In remarks made this week at the International Competition Network annual conference, Federal Trade Commission (FTC) Chairwoman Edith Ramirez stated that health care will continue to be a top priority for the FTC.   Referring to health care and hospital mergers in particular, she said that the Commission will "guard[] against what we consider to be consolidation that may end up having adverse consequences for consumers."  The Chairwoman’s comments indicate that the recent leadership change at the FTC from former Chairman Jon Leibowitz to Chairwoman Ramirez has not altered the Commission’s priorities.

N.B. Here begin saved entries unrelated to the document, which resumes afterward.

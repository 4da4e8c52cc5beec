//! GtkBuilder object fragments.
//!
//! A [`Widget`] collects the properties of one grid child and renders it as
//! a `<child>` element with a `<layout>` node. Text is written as given;
//! markup characters in labels are not escaped.

use std::fmt;

use rcgtk_core::geometry::GridCell;

/// Indentation of a grid child inside the generated document.
const CHILD_INDENT: usize = 8;
const STEP: usize = 2;

#[derive(Debug, Clone, PartialEq)]
struct Property {
    name: &'static str,
    value: String,
    translatable: bool,
}

/// One widget placed in the grid.
///
/// # Examples
///
/// ```
/// # use rcgtk::widget::Widget;
/// # use rcgtk_core::geometry::GridCell;
/// let fragment = Widget::new("GtkLabel", "ID_1001", GridCell::new(1, 2, 3, 1))
///     .property("label", "Device")
///     .flag("visible", true)
///     .render();
///
/// assert!(fragment.contains(r#"<object class="GtkLabel" id="ID_1001">"#));
/// assert!(fragment.contains(r#"<property name="visible">True</property>"#));
/// assert!(fragment.contains(r#"<property name="row">2</property>"#));
/// ```
#[derive(Debug, Clone, PartialEq)]
pub struct Widget {
    class: &'static str,
    id: String,
    properties: Vec<Property>,
    items: Vec<String>,
    cell: GridCell,
}

impl Widget {
    pub fn new(class: &'static str, id: impl Into<String>, cell: GridCell) -> Self {
        Self {
            class,
            id: id.into(),
            properties: Vec::new(),
            items: Vec::new(),
            cell,
        }
    }

    pub fn property(mut self, name: &'static str, value: impl fmt::Display) -> Self {
        self.properties.push(Property {
            name,
            value: value.to_string(),
            translatable: false,
        });
        self
    }

    /// Adds a property marked `translatable="yes"`.
    pub fn translatable_property(mut self, name: &'static str, value: impl fmt::Display) -> Self {
        self.properties.push(Property {
            name,
            value: value.to_string(),
            translatable: true,
        });
        self
    }

    /// Adds a boolean property, written as `True` or `False`.
    pub fn flag(self, name: &'static str, value: bool) -> Self {
        self.property(name, if value { "True" } else { "False" })
    }

    /// Adds an entry to the widget's `<items>` list. Entry ids count up
    /// from zero.
    pub fn item(mut self, text: impl Into<String>) -> Self {
        self.items.push(text.into());
        self
    }

    pub fn id(&self) -> &str {
        &self.id
    }

    /// Renders the `<child>` fragment.
    pub fn render(&self) -> String {
        self.to_string()
    }
}

impl fmt::Display for Widget {
    fn fmt(&self, f: &mut fmt::Formatter<'_>) -> fmt::Result {
        let child = " ".repeat(CHILD_INDENT);
        let object = " ".repeat(CHILD_INDENT + STEP);
        let inner = " ".repeat(CHILD_INDENT + 2 * STEP);
        let nested = " ".repeat(CHILD_INDENT + 3 * STEP);

        writeln!(f, "{child}<child>")?;
        writeln!(f, r#"{object}<object class="{}" id="{}">"#, self.class, self.id)?;

        for property in &self.properties {
            let translatable = if property.translatable {
                r#" translatable="yes""#
            } else {
                ""
            };
            writeln!(
                f,
                r#"{inner}<property name="{}"{translatable}>{}</property>"#,
                property.name, property.value
            )?;
        }

        if !self.items.is_empty() {
            writeln!(f, "{inner}<items>")?;
            for (index, item) in self.items.iter().enumerate() {
                writeln!(f, r#"{nested}<item id="{index}" translatable="yes">{item}</item>"#)?;
            }
            writeln!(f, "{inner}</items>")?;
        }

        writeln!(f, "{inner}<layout>")?;
        for (name, value) in [
            ("column", self.cell.column()),
            ("column-span", self.cell.column_span()),
            ("row", self.cell.row()),
            ("row-span", self.cell.row_span()),
        ] {
            writeln!(f, r#"{nested}<property name="{name}">{value}</property>"#)?;
        }
        writeln!(f, "{inner}</layout>")?;

        writeln!(f, "{object}</object>")?;
        writeln!(f, "{child}</child>")
    }
}

/// A visible placeholder for something that could not be translated.
pub fn placeholder(text: &str) -> String {
    format!("{}<!-- {text} -->\n", " ".repeat(CHILD_INDENT))
}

Recent months have seen a flurry of FTC activity in the courts related to health care.  For example, two FTC cases came before the U.S. Supreme Court this term — the FTC’s challenge to Phoebe Putney’s acquisition of Palmyra Park Hospital in Georgia and the FTC’s challenge to "pay-for-delay" patent infringement litigation settlements between branded and generic pharmaceutical manufacturers. 

In February, the Supreme Court ruled that the state action doctrine did not immunize Phoebe Putney’s hospital transaction from federal antitrust scrutiny, and the FTC has subsequently filed renewed motions in federal district court to stop further integration of the two hospitals even as it prepares for a full administrative hearing on the merits that will begin in August. 

A decision on the "pay-for-delay" case is expected in June.  The Supreme Court’s ruling may have a large impact on further FTC efforts against what it perceives as anticompetitive efforts to delay generic drug entry.

Health care clients considering acquisitions are advised to consult antitrust counsel early in the transaction process.  Given the FTC and DOJ’s close scrutiny of health care transactions, early advocacy before the antitrust agencies is often critical to a deal closing on schedule.